Com estas e outras phrases, de sensibilidade affectada e de virtude forçada e manca aggravava o mal.

Carlos ficou, ao que parecia, em profunda melancolia o resto do dia. Henriqueta tambem triste e abatida; e a sua perigosa amiga espalhava entre os dois consolações e preceitos de virtude duvidosa.

A esposa de Julio recolheu-se a casa com a alma despedaçada de angustia. Pensava que tinha feito uma grande cousa!... E Carlos se retirou mais que consolado.
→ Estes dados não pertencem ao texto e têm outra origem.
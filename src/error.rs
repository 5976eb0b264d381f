//! Error types for the hosted_forecast crate

use polars::prelude::PolarsError;
use thiserror::Error;

/// Custom error types for the hosted_forecast crate
#[derive(Debug, Error)]
pub enum ForecastError {
    /// Malformed input data or missing required columns on load
    #[error("Data format error: {0}")]
    DataFormat(String),

    /// Requested window exceeds the bounds of the series
    #[error("Range error: {0}")]
    Range(String),

    /// Invalid forecast configuration
    #[error("Configuration error: {0}")]
    Config(String),

    /// Forecast response cannot be reconciled with the request windows
    #[error("Alignment error: {0}")]
    Alignment(String),

    /// The remote forecasting service did not answer within the timeout
    #[error("Upstream timeout: {0}")]
    UpstreamTimeout(String),

    /// The remote forecasting service failed
    #[error("Upstream error: {0}")]
    Upstream(String),

    /// Credential resolution failed
    #[error("Credential error: {0}")]
    Credential(String),

    /// Error from IO operations
    #[error("IO error: {0}")]
    IoError(#[from] std::io::Error),

    /// Error from CSV output
    #[error("CSV error: {0}")]
    CsvError(#[from] csv::Error),

    /// Error from Polars operations
    #[error("Polars error: {0}")]
    PolarsError(String),
}

/// Result type with our custom error
pub type Result<T> = std::result::Result<T, ForecastError>;

impl From<PolarsError> for ForecastError {
    fn from(err: PolarsError) -> Self {
        ForecastError::PolarsError(err.to_string())
    }
}
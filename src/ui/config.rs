/// Text layout settings shared by every report
#[derive(Clone, Copy)]
pub struct UiConfig {
    /// Width (in characters) of the longest histogram bar
    pub histogram_width: usize,
    pub histogram_fill: char,
    /// Width of the indicator-name column in the summary table
    pub indicator_column_width: usize,
    /// Width of each numeric column in the summary table
    pub value_column_width: usize,
}

/// Global UI configuration instance
pub const UI_CONFIG: UiConfig = UiConfig {
    histogram_width: 40,
    histogram_fill: '#',
    indicator_column_width: 34,
    value_column_width: 10,
};
/// Normalizes user-entered tickers: all-digit codes are Hong Kong listings and get
/// zero-padded to four digits with the `.HK` suffix ("700" -> "0700.HK").
pub fn format_ticker(ticker: &str) -> String {
    let trimmed = ticker.trim();
    if !trimmed.is_empty() && trimmed.chars().all(|c| c.is_ascii_digit()) {
        let code = trimmed.trim_start_matches('0');
        let code = if code.is_empty() { "0" } else { code };
        return format!("{:0>4}.HK", code);
    }
    trimmed.to_uppercase()
}

#[cfg(test)]
mod tests {
    use super::*;

    #[test]
    fn test_hk_codes_are_padded() {
        assert_eq!(format_ticker("700"), "0700.HK");
        assert_eq!(format_ticker("5"), "0005.HK");
        assert_eq!(format_ticker("0005"), "0005.HK");
        assert_eq!(format_ticker("09988"), "9988.HK");
        assert_eq!(format_ticker("12345"), "12345.HK");
    }

    #[test]
    fn test_symbols_pass_through() {
        assert_eq!(format_ticker("AAPL"), "AAPL");
        assert_eq!(format_ticker(" msft "), "MSFT");
        assert_eq!(format_ticker("BRK.B"), "BRK.B");
        assert_eq!(format_ticker(""), "");
    }
}
//! Text rendering of a ticker's level report: the markers, EMAs and a sideways
//! volume-profile histogram (highest price on top).

use std::fmt::Write as _;

use crate::analysis::levels::LevelReport;
use crate::analysis::magnitude::format_magnitude;
use crate::error::EngineError;
use crate::models::VolumeProfile;
use crate::ui::config::UI_CONFIG;
use crate::ui::utils::{format_price, section_heading};
use crate::utils::maths_utils::normalize_max;
use crate::utils::time_utils::epoch_ms_to_utc;

pub fn render_level_report(report: &LevelReport) -> String {
    let mut out = String::new();
    let _ = writeln!(
        out,
        "{}  last close {} on {} ({} bars)\n",
        report.ticker,
        format_price(report.current_price),
        epoch_ms_to_utc(report.last_timestamp_ms),
        report.bar_count
    );

    out.push_str(&section_heading("Levels"));
    for level in report.levels.iter() {
        let price = match level.price {
            Some(price) => format_price(price),
            None => "not set".to_string(),
        };
        let _ = writeln!(out, "{:<16} {:>7.2}%  {}", level.kind.to_string(), level.pct, price);
    }
    out.push('\n');

    out.push_str(&section_heading("Moving averages"));
    for ema in &report.emas {
        let _ = writeln!(out, "EMA {:<4} {}", ema.period, format_price(ema.value));
    }
    out.push('\n');

    out.push_str(&section_heading("Volume profile"));
    let profile = &report.profile;
    let _ = writeln!(
        out,
        "POC {}  VAL {}  VAH {}  ({:.1}% of volume in value area, bins {} wide)",
        format_price(profile.poc_price()),
        format_price(profile.value_area_low()),
        format_price(profile.value_area_high()),
        profile.value_area_share() * 100.0,
        format_price(profile.bin_width())
    );
    out.push_str(&render_histogram(profile));
    out
}

/// One line per bin, highest price first. `>` marks value-area bins.
pub fn render_histogram(profile: &VolumeProfile) -> String {
    let normalized = normalize_max(&profile.bin_volumes);
    let centers = profile.centers();
    let (va_low, va_high) = profile.value_area;

    let mut out = String::new();
    for (index, (share, center)) in normalized.iter().zip(&centers).enumerate().rev() {
        let bar_len = (share * UI_CONFIG.histogram_width as f64).round() as usize;
        let bar: String = std::iter::repeat_n(UI_CONFIG.histogram_fill, bar_len).collect();
        let in_value_area = (va_low..=va_high).contains(&index);
        let _ = write!(
            out,
            "{} {:>12} | {:<width$} {:>10}",
            if in_value_area { '>' } else { ' ' },
            format_price(*center),
            bar,
            format_magnitude(profile.bin_volumes[index]),
            width = UI_CONFIG.histogram_width
        );
        if index == profile.poc_index {
            out.push_str("  POC");
        }
        out.push('\n');
    }
    out
}

/// Single-line digest used by the multi-ticker scan.
pub fn render_scan_line(ticker: &str, result: &Result<LevelReport, EngineError>) -> String {
    match result {
        Ok(report) => {
            let emas: Vec<String> = report
                .emas
                .iter()
                .map(|ema| format!("EMA{} {}", ema.period, format_price(ema.value)))
                .collect();
            format!(
                "{:<10} {:>12}  POC {}  VA {} - {}  {}",
                ticker,
                format_price(report.current_price),
                format_price(report.profile.poc_price()),
                format_price(report.profile.value_area_low()),
                format_price(report.profile.value_area_high()),
                emas.join("  ")
            )
        }
        Err(e) => format!("{:<10} error: {}", ticker, e),
    }
}

#[cfg(test)]
mod tests {
    use super::*;
    use crate::analysis::levels::LevelInputs;
    use crate::domain::PriceBar;
    use crate::models::OhlcvTimeSeries;

    fn report() -> LevelReport {
        let closes = [10.0, 11.0, 11.0, 11.0, 12.0, 13.0];
        let bars: Vec<PriceBar> = closes
            .iter()
            .enumerate()
            .map(|(i, &c)| PriceBar::new(i as i64 * 86_400_000, c, c, c, c, 100.0))
            .collect();
        let series = OhlcvTimeSeries::from_bars("AAPL", &bars);
        let inputs = LevelInputs {
            strike_pct: 50.0,
            airbag_pct: 0.0,
            knockout_pct: 25.0,
        };
        LevelReport::build(&series, &inputs, 3).unwrap()
    }

    #[test]
    fn test_histogram_has_one_line_per_bin_highest_first() {
        let report = report();
        let histogram = render_histogram(&report.profile);
        let lines: Vec<&str> = histogram.lines().collect();
        assert_eq!(lines.len(), 3);
        assert!(lines[0].contains("$12.50"));
        assert!(lines[2].contains("$10.50"));
    }

    #[test]
    fn test_poc_line_has_full_bar() {
        let report = report();
        let histogram = render_histogram(&report.profile);
        let poc_line = histogram
            .lines()
            .find(|line| line.ends_with("POC"))
            .unwrap();
        let full_bar: String = std::iter::repeat_n(UI_CONFIG.histogram_fill, UI_CONFIG.histogram_width).collect();
        assert!(poc_line.contains(&full_bar));
        assert!(poc_line.starts_with('>'));
        assert_eq!(histogram.matches("POC").count(), 1);
    }

    #[test]
    fn test_report_shows_unset_levels() {
        let text = render_level_report(&report());
        assert!(text.starts_with("AAPL  last close $13.00 on 1970-01-06 (6 bars)"));
        assert!(text.contains("Strike Price"));
        assert!(text.contains("$6.50"));
        assert!(text.contains("not set"));
        assert!(text.contains("$3.25"));
        assert!(text.contains("EMA 200"));
    }

    #[test]
    fn test_scan_line_for_error() {
        let err: Result<LevelReport, EngineError> = Err(EngineError::invalid_input("no bars"));
        let line = render_scan_line("MSFT", &err);
        assert!(line.starts_with("MSFT"));
        assert!(line.contains("no bars"));
    }
}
Ia contente. Deu-lhe a certeza de ser amado com paixão a profunda magoa, com que Henriqueta lhe dissera que era preciso não tornarem a ver-se. Em taes casos o melhor remedio é poucos ajustes e declarações. A ausencia sem preleminares de despedidas vale mais que todas as razões e phrases de boas tenções.

Henriqueta foi pura a quinta de seus paes com seus filhos e marido. Este voltou para a cidade promettendo regressar no dia seguinte. Não tornara a fallar na sua viagem, e Henriqueta quasi esquecera tal projecto. Ella não pensava senão em Carlos, que julgava não tornaria a ver Julio não tornou a Rivaes. Escreveu a dizer que graves negocios o detinham no Porto.

Henriqueta folgou com isso. A sua pesada melancolia daria que pensar a Julio; dos paes se occultava ella, mettendo-se pelos sitios mais reconditos da quinta, emquanto elles se entretinham com os pequenos. As cartas de Clementina ateavam aquelle incendio, qne lhe ia dentro do peito. Cinco dias depois recebeu carta de seu marido o da sua pessima amiga. A d’esta foi lida primeiro. Vinha toda cheia do que dissera Carlos; até havia chegado a fallar em suicidio! Henriqueta chorou com desesperação. Ouvia os pés de seu pae, e se apressou a esconder a carta de Clementina, e a abrir a de Julio.

— Ah!... disse o pae ao vel-a, já sabes, que teu marido partiu para Inglaterra?... Mas não é preciso chorar assim. Elle prometteu-me que se não demoraria muito.

As lagrimas de Henriqueta seccaram-se. Ficou aterrada por um pedaço, mas foi-se animando, e quasi se alegrou de saber que estava livre por algum tempo. Seu amante estava Ionge: ella estava com seus paes; que podia temer? Nada tinha na verdade que receiar, se antes não tivesse feito conhecer que a paixão d’elle achara echo em seu coração.

Pensou com satisfação que teria tempo para chorar e esquecer Carlos, emquanto Julio andava longe; mas não procurou esquecel-o, e só cuidou em choral-o.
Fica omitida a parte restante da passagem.